Je ne suis pas encore un dinosaure de la sécurité informatique (enfin, je ne crois pas !), mais disons pour situer que quand j’ai commencé, on ne parlait encore ni de “cybersécurité”, ni de “transformation digitale”.

La sécurité était un domaine comportant encore beaucoup de zones grises et très artisanal. Progressivement, c’est devenu un enjeu de plus en plus politique, ce qui change forcément les règles du jeu. Les hoodies ont progressivement laissé de plus en plus de place aux cols blancs, on a commencé à parler de plus en plus de cyberdéfense et de cyberguerre, les incitations (dont financières) ont commencé à pleuvoir. Mais dans cette période, je pense que la sécurité a été, en quelque sorte, re-définie, façonnée pour d’autres objectifs suivant une stratégie éminemment politique. Je ne souhaite pas porter ici un jugement, il y a comme partout du positif et du négatif, mais l’objectif est surtout de partager un constat : on m’a volé ma sécurité !!!!

La sécurité se définit classiquement comme des objectifs (confidentialité, intégrité et disponibilité) sur un objet d’étude, face à un attaquant intelligent (j’entends par là que je ne considère pas ici des attaques “naturelles/environnementales” plutôt safety).
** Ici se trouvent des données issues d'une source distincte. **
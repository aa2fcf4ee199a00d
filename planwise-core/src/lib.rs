//! planwise-core: task extraction and time-block scheduling.
//!
//! Two engines, both pure and synchronous:
//! - [`TaskParser`] turns free text into a [`ParsedTask`].
//! - [`Scheduler`] places [`Task`]s into working-hour blocks over a date range.

pub mod config;
pub mod extract;
pub mod ics;
pub mod keywords;
pub mod request;
pub mod schedule;
pub mod task;
pub mod time;

pub use config::{PlacementPolicy, SchedulerConfig};
pub use extract::TaskParser;
pub use ics::entries_to_ics;
pub use keywords::{DurationRule, KeywordTables};
pub use request::{ScheduleRequest, ScheduleResponse, WorkHours, plan, suggest_next};
pub use schedule::{ScheduledEntry, Scheduler, TimeBlock, assign_day, build_day, reschedule, sort_tasks};
pub use task::{Category, ParsedTask, Priority, Task};
//! Minimal iCalendar export for a produced schedule.
//!
//! DTSTART/DTEND are written in UTC; entry times are local to `tz`.

use anyhow::Result;
use chrono_tz::Tz;

use crate::schedule::ScheduledEntry;
use crate::time::local_to_utc;

/// Render entries as a VCALENDAR with one VEVENT each.
///
/// UIDs are derived from task id + start, so re-exporting the same schedule
/// yields the same UIDs.
pub fn entries_to_ics(entries: &[ScheduledEntry], tz: Tz) -> Result<String> {
    let mut s = String::new();
    s.push_str("BEGIN:VCALENDAR\r\nVERSION:2.0\r\nPRODID:-//Planwise//EN\r\n");

    for e in entries {
        let start = local_to_utc(e.start_time, tz)?;
        let end = local_to_utc(e.end_time, tz)?;
        let dtstart = start.format("%Y%m%dT%H%M%SZ");

        s.push_str("BEGIN:VEVENT\r\n");
        s.push_str(&format!("UID:{}-{}@planwise\r\n", escape_ics(&e.task_id), dtstart));
        s.push_str(&format!("DTSTART:{}\r\n", dtstart));
        s.push_str(&format!("DTEND:{}\r\n", end.format("%Y%m%dT%H%M%SZ")));
        s.push_str(&format!("SUMMARY:{}\r\n", escape_ics(&e.title)));
        s.push_str(&format!(
            "DESCRIPTION:{}\r\n",
            escape_ics(&format!(
                "TaskId: {}\nPriority: {}\nEnergy: {}\nCategory: {}",
                e.task_id,
                e.priority.as_u8(),
                e.energy_level,
                e.category.as_str()
            ))
        ));
        s.push_str(&format!("CATEGORIES:{}\r\n", e.category.as_str().to_uppercase()));
        s.push_str("END:VEVENT\r\n");
    }

    s.push_str("END:VCALENDAR\r\n");
    Ok(s)
}

fn escape_ics(s: &str) -> String {
    s.replace('\\', "\\\\")
        .replace('\n', "\\n")
        .replace(',', "\\,")
        .replace(';', "\\;")
}

#[cfg(test)]
mod tests {
    use super::*;
    use crate::task::{Category, Priority};
    use chrono::NaiveDate;

    fn entry(title: &str) -> ScheduledEntry {
        let start = NaiveDate::from_ymd_opt(2026, 7, 6)
            .unwrap()
            .and_hms_opt(9, 0, 0)
            .unwrap();
        ScheduledEntry {
            task_id: "t-1".to_string(),
            title: title.to_string(),
            start_time: start,
            end_time: start + chrono::Duration::minutes(45),
            priority: Priority::High,
            energy_level: 4,
            category: Category::Work,
        }
    }

    #[test]
    fn test_ics_event_in_utc() {
        let tz: Tz = "Europe/Berlin".parse().unwrap();
        let ics = entries_to_ics(&[entry("Quarterly report")], tz).unwrap();

        // July: CEST (UTC+2)
        assert!(ics.contains("DTSTART:20260706T070000Z"));
        assert!(ics.contains("DTEND:20260706T074500Z"));
        assert!(ics.contains("SUMMARY:Quarterly report"));
        assert!(ics.contains("CATEGORIES:WORK"));
        assert!(ics.starts_with("BEGIN:VCALENDAR"));
        assert!(ics.trim_end().ends_with("END:VCALENDAR"));
    }

    #[test]
    fn test_ics_escapes_text() {
        let ics = entries_to_ics(&[entry("Buy milk, eggs; bread")], Tz::UTC).unwrap();
        assert!(ics.contains("SUMMARY:Buy milk\\, eggs\\; bread"));
        assert!(ics.contains("TaskId: t-1\\nPriority: 3"));
    }

    #[test]
    fn test_ics_empty_schedule() {
        let ics = entries_to_ics(&[], Tz::UTC).unwrap();
        assert!(!ics.contains("VEVENT"));
    }
}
Mais alors, à la sécurité de quoi peut-on travailler ? Des états ? Des OIV ? Des grandes entreprises ? D’internet plutôt ! C’est un peu vaste et il faut découper ensuite, mais c’est assez classique de vouloir la sécurité d’internet, non ? Ceci pose la question de ce qu’est internet et de quelle sécurité nous y voulons. Pour moi, internet n’est pas l’union de quelques services majeurs d’un côté (GAFA++) et d’utilisateurs de l’autre : ça, on l’a déjà fermé, ça s’appelait le Minitel et c’était plus facile à contrôler ! Internet, pour moi, c’est plutôt l’union des DMZ (services fournis par chacun et offerts à internet) de tous ses participants, grandes organisations ou utilisateurs finaux. C’est un réseau fondamentalement fédéré, horizontal. Cette architecture est un atout pour l’horizontalisation de la société, amène de la communication, de la critique, de la liberté. La censure étant rendue difficile par cette distribution, cela impose en contrepartie d’éduquer la population : cela peut être vu comme un atout ou un risque selon le point de vue que l’on adopte. C’est, notamment, cette architecture qui a permis l’émergence progressive d’un Wikipedia ou l’omniprésence du mail, ainsi même que des GAFA d’ailleurs : créer un petit objet qui, progressivement, sera globalement adopté.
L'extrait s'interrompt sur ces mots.